There is certainly a focus on autism and learning disabilities within the Act, which were two of the key areas of experience identified in the independent review. Although also billed as “tackling unacceptable [racial] disparities” (), again identified in the independent review, it is unclear which parts of the Act are said to be directed at this goal.

Various aspects of the previous regime amended by the MHA 2025, including prisons and police stations as a place of safety and the grounds for detention, were identified in the December 2018 Final Report of Sir Simon Wessley’s Independent Review of the Mental Health Act 1983 as having a disproportionate impact on black patients. The announcement from the Department of Health seems to indicate that the tackling of racial disparities will be achieved primarily through the future publication of “clearer guidance”. What form that will take, and whether the changes will have the intended effect, is as yet unclear.

Practitioners may welcome the more explicit approach to medical treatment decision-making and the extent to which this echoes the best-interests approach adopted under the MCA 2005. The focus on “least restriction” also echoes the principles for approving deprivation of liberty within the MCA 2005 and Court of Protection.

However, practitioners may also share the concerns of the Joint Committee on Human Rights, as published in their Third Special Report of Session 2024–25 HC 1217, on the lack of guidance as to the interface between the MCA 2005 and the MHA 1983. The government’s response to this concern was that further guidance will be published in the revised Code of Practice.

With many of the changes not yet in force, and appearing to depend on the content of regulations and guidance yet to be produced, the transformative extent of the Act remains to be seen.

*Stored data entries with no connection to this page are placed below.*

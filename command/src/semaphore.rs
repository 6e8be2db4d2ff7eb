//! Binary and timeline semaphores.
//!
//! Semaphore payload lives in a [`SemaphorePart`].
//! A semaphore has a permanent part and optionally a temporary one installed by import.
//! Waiting on a semaphore moves its temporary part into the submission.

use {
    crate::{device::Device, dispatch::Wakeups, timeline::Timeline},
    parking_lot::Mutex,
    sluice_core::{
        device_owned, Backend, Deadline, DeviceId, DeviceLost, ExternalError, ExternalHandle,
        ExternalHandleKind, InvalidExternalHandle, OutOfMemory, Syncobj,
        WaitMode, WaitStatus,
    },
    std::sync::{
        atomic::{AtomicU64, Ordering},
        Arc,
    },
};

/// Kind of the semaphore.
#[derive(Clone, Copy, Debug, PartialEq, Eq, Hash)]
pub enum SemaphoreKind {
    /// Binary semaphore. Values are ignored.
    Binary,

    /// Counting semaphore with monotonic 64-bit value.
    Timeline,
}

/// Timeline implemented by the kernel.
#[derive(Debug)]
pub struct TimelineSyncobj<B: Backend> {
    syncobj: Syncobj<B>,
    max_point: AtomicU64,
}

impl<B> TimelineSyncobj<B>
where
    B: Backend,
{
    fn new(syncobj: Syncobj<B>) -> Self {
        TimelineSyncobj {
            syncobj,
            max_point: AtomicU64::new(0),
        }
    }

    /// Raw syncobj.
    pub fn raw(&self) -> B::Syncobj {
        self.syncobj.raw()
    }

    /// Highest point any submission signals.
    pub fn max_point(&self) -> u64 {
        self.max_point.load(Ordering::Acquire)
    }

    pub(crate) fn update_max_point(&self, value: u64) {
        self.max_point.fetch_max(value, Ordering::AcqRel);
    }
}

/// Payload of a semaphore.
#[derive(derivative::Derivative)]
#[derivative(Clone(bound = ""), Debug(bound = ""))]
pub enum SemaphorePart<B: Backend> {
    /// No payload.
    None,

    /// Binary syncobj.
    Binary(Arc<Syncobj<B>>),

    /// Emulated timeline.
    Timeline(Arc<Timeline<B>>),

    /// Kernel timeline syncobj.
    TimelineSyncobj(Arc<TimelineSyncobj<B>>),
}

impl<B> SemaphorePart<B>
where
    B: Backend,
{
    /// Check if part holds no payload.
    pub fn is_none(&self) -> bool {
        match self {
            SemaphorePart::None => true,
            _ => false,
        }
    }

    fn export(&self, kind: ExternalHandleKind) -> Result<ExternalHandle, ExternalError> {
        match (self, kind) {
            (SemaphorePart::Binary(syncobj), _) => syncobj.export(kind),
            (SemaphorePart::TimelineSyncobj(timeline), ExternalHandleKind::OpaqueFd) => {
                timeline.syncobj.export(kind)
            }
            _ => Err(InvalidExternalHandle.into()),
        }
    }
}

#[derive(Debug)]
struct Parts<B: Backend> {
    permanent: SemaphorePart<B>,
    temporary: SemaphorePart<B>,
}

impl<B> Parts<B>
where
    B: Backend,
{
    fn active(&self) -> &SemaphorePart<B> {
        if self.temporary.is_none() {
            &self.permanent
        } else {
            &self.temporary
        }
    }
}

/// Semaphore that can be waited and signaled by submissions.
#[derive(derivative::Derivative)]
#[derivative(Debug)]
pub struct Semaphore<B: Backend> {
    device: DeviceId,
    kind: SemaphoreKind,
    parts: Mutex<Parts<B>>,
    #[derivative(Debug = "ignore")]
    shared: Arc<Device<B>>,
}

device_owned!(Semaphore<B>);

impl<B> Semaphore<B>
where
    B: Backend,
{
    /// Create binary semaphore.
    pub fn binary(device: &Arc<Device<B>>) -> Result<Self, OutOfMemory> {
        let syncobj = Syncobj::new(device.syncobjs(), false)?;
        Ok(Self::from_part(
            device,
            SemaphoreKind::Binary,
            SemaphorePart::Binary(Arc::new(syncobj)),
        ))
    }

    /// Create timeline semaphore emulated on host.
    pub fn timeline(device: &Arc<Device<B>>, initial: u64) -> Self {
        Self::from_part(
            device,
            SemaphoreKind::Timeline,
            SemaphorePart::Timeline(Arc::new(Timeline::new(device.syncobjs(), initial))),
        )
    }

    /// Create timeline semaphore backed by kernel timeline syncobj.
    pub fn timeline_syncobj(device: &Arc<Device<B>>, initial: u64) -> Result<Self, OutOfMemory> {
        let syncobj = Syncobj::new(device.syncobjs(), false)?;
        if initial > 0 {
            device
                .syncobjs()
                .timeline_signal(&[(syncobj.raw(), initial)])
                .map_err(|DeviceLost| OutOfMemory::Device)?;
        }
        Ok(Self::from_part(
            device,
            SemaphoreKind::Timeline,
            SemaphorePart::TimelineSyncobj(Arc::new(TimelineSyncobj::new(syncobj))),
        ))
    }

    fn from_part(device: &Arc<Device<B>>, kind: SemaphoreKind, part: SemaphorePart<B>) -> Self {
        Semaphore {
            device: device.id(),
            kind,
            parts: Mutex::new(Parts {
                permanent: part,
                temporary: SemaphorePart::None,
            }),
            shared: device.clone(),
        }
    }

    /// Get kind of the semaphore.
    pub fn kind(&self) -> SemaphoreKind {
        self.kind
    }

    /// Check if temporary payload is installed.
    pub fn has_temporary(&self) -> bool {
        !self.parts.lock().temporary.is_none()
    }

    /// Part a waiting submission takes. Temporary part is moved out.
    pub(crate) fn take_wait_part(&self) -> SemaphorePart<B> {
        let mut parts = self.parts.lock();
        if parts.temporary.is_none() {
            parts.permanent.clone()
        } else {
            std::mem::replace(&mut parts.temporary, SemaphorePart::None)
        }
    }

    /// Part a signaling submission uses.
    pub(crate) fn signal_part(&self) -> SemaphorePart<B> {
        self.parts.lock().active().clone()
    }

    /// Signal timeline value from host.
    ///
    /// Submissions waiting for this value are released,
    /// possibly dispatching them on this thread.
    pub fn signal(&self, value: u64) -> Result<(), DeviceLost> {
        sluice_core::sluice_slow_assert_eq!(self.kind, SemaphoreKind::Timeline);
        self.shared.check()?;

        match self.signal_part() {
            SemaphorePart::Timeline(timeline) => {
                let mut wakeups = Wakeups::new();
                timeline.signal(value, &mut wakeups);
                wakeups.process();
                Ok(())
            }
            SemaphorePart::TimelineSyncobj(timeline) => {
                self.shared
                    .syncobjs()
                    .timeline_signal(&[(timeline.raw(), value)])?;
                timeline.update_max_point(value);
                Ok(())
            }
            SemaphorePart::Binary(syncobj) => syncobj.signal(),
            SemaphorePart::None => Ok(()),
        }
    }

    /// Current counter value.
    pub fn value(&self) -> Result<u64, DeviceLost> {
        self.shared.check()?;
        match self.signal_part() {
            SemaphorePart::Timeline(timeline) => Ok(timeline.value()),
            SemaphorePart::TimelineSyncobj(timeline) => {
                self.shared.syncobjs().timeline_query(timeline.raw())
            }
            SemaphorePart::Binary(syncobj) => syncobj.is_signaled().map(u64::from),
            SemaphorePart::None => Ok(0),
        }
    }

    /// Block until counter reaches `value`.
    pub fn wait(&self, value: u64, deadline: Deadline) -> Result<WaitStatus, DeviceLost> {
        self.shared.check()?;
        let status = match self.signal_part() {
            SemaphorePart::Timeline(timeline) => timeline.wait(value, deadline)?,
            SemaphorePart::TimelineSyncobj(timeline) => self.shared.syncobjs().timeline_wait(
                &[(timeline.raw(), value)],
                WaitMode::All,
                false,
                deadline,
            )?,
            SemaphorePart::Binary(syncobj) => syncobj.wait(deadline)?,
            SemaphorePart::None => WaitStatus::Signaled,
        };
        self.shared.check()?;
        Ok(status)
    }

    /// Kernel timeline point for this semaphore, if it is a kernel timeline.
    pub(crate) fn timeline_syncobj_point(&self, value: u64) -> Option<(B::Syncobj, u64)> {
        match self.signal_part() {
            SemaphorePart::TimelineSyncobj(timeline) => Some((timeline.raw(), value)),
            _ => None,
        }
    }

    /// Import payload from external handle.
    ///
    /// Opaque handles may replace either part.
    /// Sync-file handles can only be imported temporarily into binary semaphores.
    pub fn import(&self, handle: ExternalHandle, temporary: bool) -> Result<(), ExternalError> {
        self.shared.check()?;

        let mut parts = self.parts.lock();
        let part = match (handle.kind, self.kind, &parts.permanent) {
            (ExternalHandleKind::SyncFile, SemaphoreKind::Binary, _) if temporary => {
                SemaphorePart::Binary(Arc::new(Syncobj::import(self.shared.syncobjs(), handle)?))
            }
            (ExternalHandleKind::OpaqueFd, SemaphoreKind::Binary, _) => {
                SemaphorePart::Binary(Arc::new(Syncobj::import(self.shared.syncobjs(), handle)?))
            }
            (ExternalHandleKind::OpaqueFd, SemaphoreKind::Timeline, SemaphorePart::TimelineSyncobj(_)) => {
                let syncobj = Syncobj::import(self.shared.syncobjs(), handle)?;
                SemaphorePart::TimelineSyncobj(Arc::new(TimelineSyncobj::new(syncobj)))
            }
            _ => return Err(InvalidExternalHandle.into()),
        };

        log::trace!("Import {:?} into semaphore (temporary: {})", handle, temporary);
        if temporary {
            parts.temporary = part;
        } else {
            parts.temporary = SemaphorePart::None;
            parts.permanent = part;
        }
        Ok(())
    }

    /// Export payload.
    ///
    /// Exporting a sync file transfers the payload out:
    /// the temporary part is dropped, or the permanent syncobj is reset.
    pub fn export(&self, kind: ExternalHandleKind) -> Result<ExternalHandle, ExternalError> {
        self.shared.check()?;

        let mut parts = self.parts.lock();
        let handle = parts.active().export(kind)?;

        if kind == ExternalHandleKind::SyncFile {
            if parts.temporary.is_none() {
                if let SemaphorePart::Binary(syncobj) = &parts.permanent {
                    syncobj.reset()?;
                }
            } else {
                parts.temporary = SemaphorePart::None;
            }
        }

        Ok(handle)
    }
}

/// Wait for several semaphores to reach their values.
///
/// Waiting for all is done one by one with the same deadline.
/// Waiting for any is delegated to the kernel when every semaphore is a kernel timeline,
/// otherwise each semaphore is polled until the deadline.
pub fn wait_semaphores<B>(
    semaphores: &[(&Semaphore<B>, u64)],
    mode: WaitMode,
    deadline: Deadline,
) -> Result<WaitStatus, DeviceLost>
where
    B: Backend,
{
    match mode {
        WaitMode::All => {
            for &(semaphore, value) in semaphores {
                if let WaitStatus::Timeout = semaphore.wait(value, deadline)? {
                    return Ok(WaitStatus::Timeout);
                }
            }
            Ok(WaitStatus::Signaled)
        }
        WaitMode::Any => {
            let first = match semaphores.first() {
                Some(&(semaphore, _)) => semaphore,
                None => return Ok(WaitStatus::Signaled),
            };

            let points: Option<Vec<_>> = semaphores
                .iter()
                .map(|&(semaphore, value)| semaphore.timeline_syncobj_point(value))
                .collect();

            if let Some(points) = points {
                first.shared.check()?;
                return first
                    .shared
                    .syncobjs()
                    .timeline_wait(&points, WaitMode::Any, false, deadline);
            }

            loop {
                for &(semaphore, value) in semaphores {
                    if semaphore.wait(value, Deadline::now())?.is_signaled() {
                        return Ok(WaitStatus::Signaled);
                    }
                }
                if deadline.is_expired() {
                    return Ok(WaitStatus::Timeout);
                }
                std::thread::yield_now();
            }
        }
    }
}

File and Error: A Cautionary Tale

In Birmingham Women’s and Children’s Hospital NHS Foundation Trust v KB & and ors [2025] EWHC 1292 (Fam), the Court of Protection had to grapple with some remarkable failures of disclosure in a case involving the withdrawal of life-sustaining treatment from a critically ill child.

The Trust had applied for declarations that it would be lawful to withdraw life support for a young child with a rare and devastating condition. Despite clear directions months earlier, the Trust failed to provide a full, coherent set of medical records. Some documents were missing. Others were poorly copied and unreadable. Crucial details, like notes from therapeutic staff and minutes from key meetings, simply weren’t there or were said not to exist.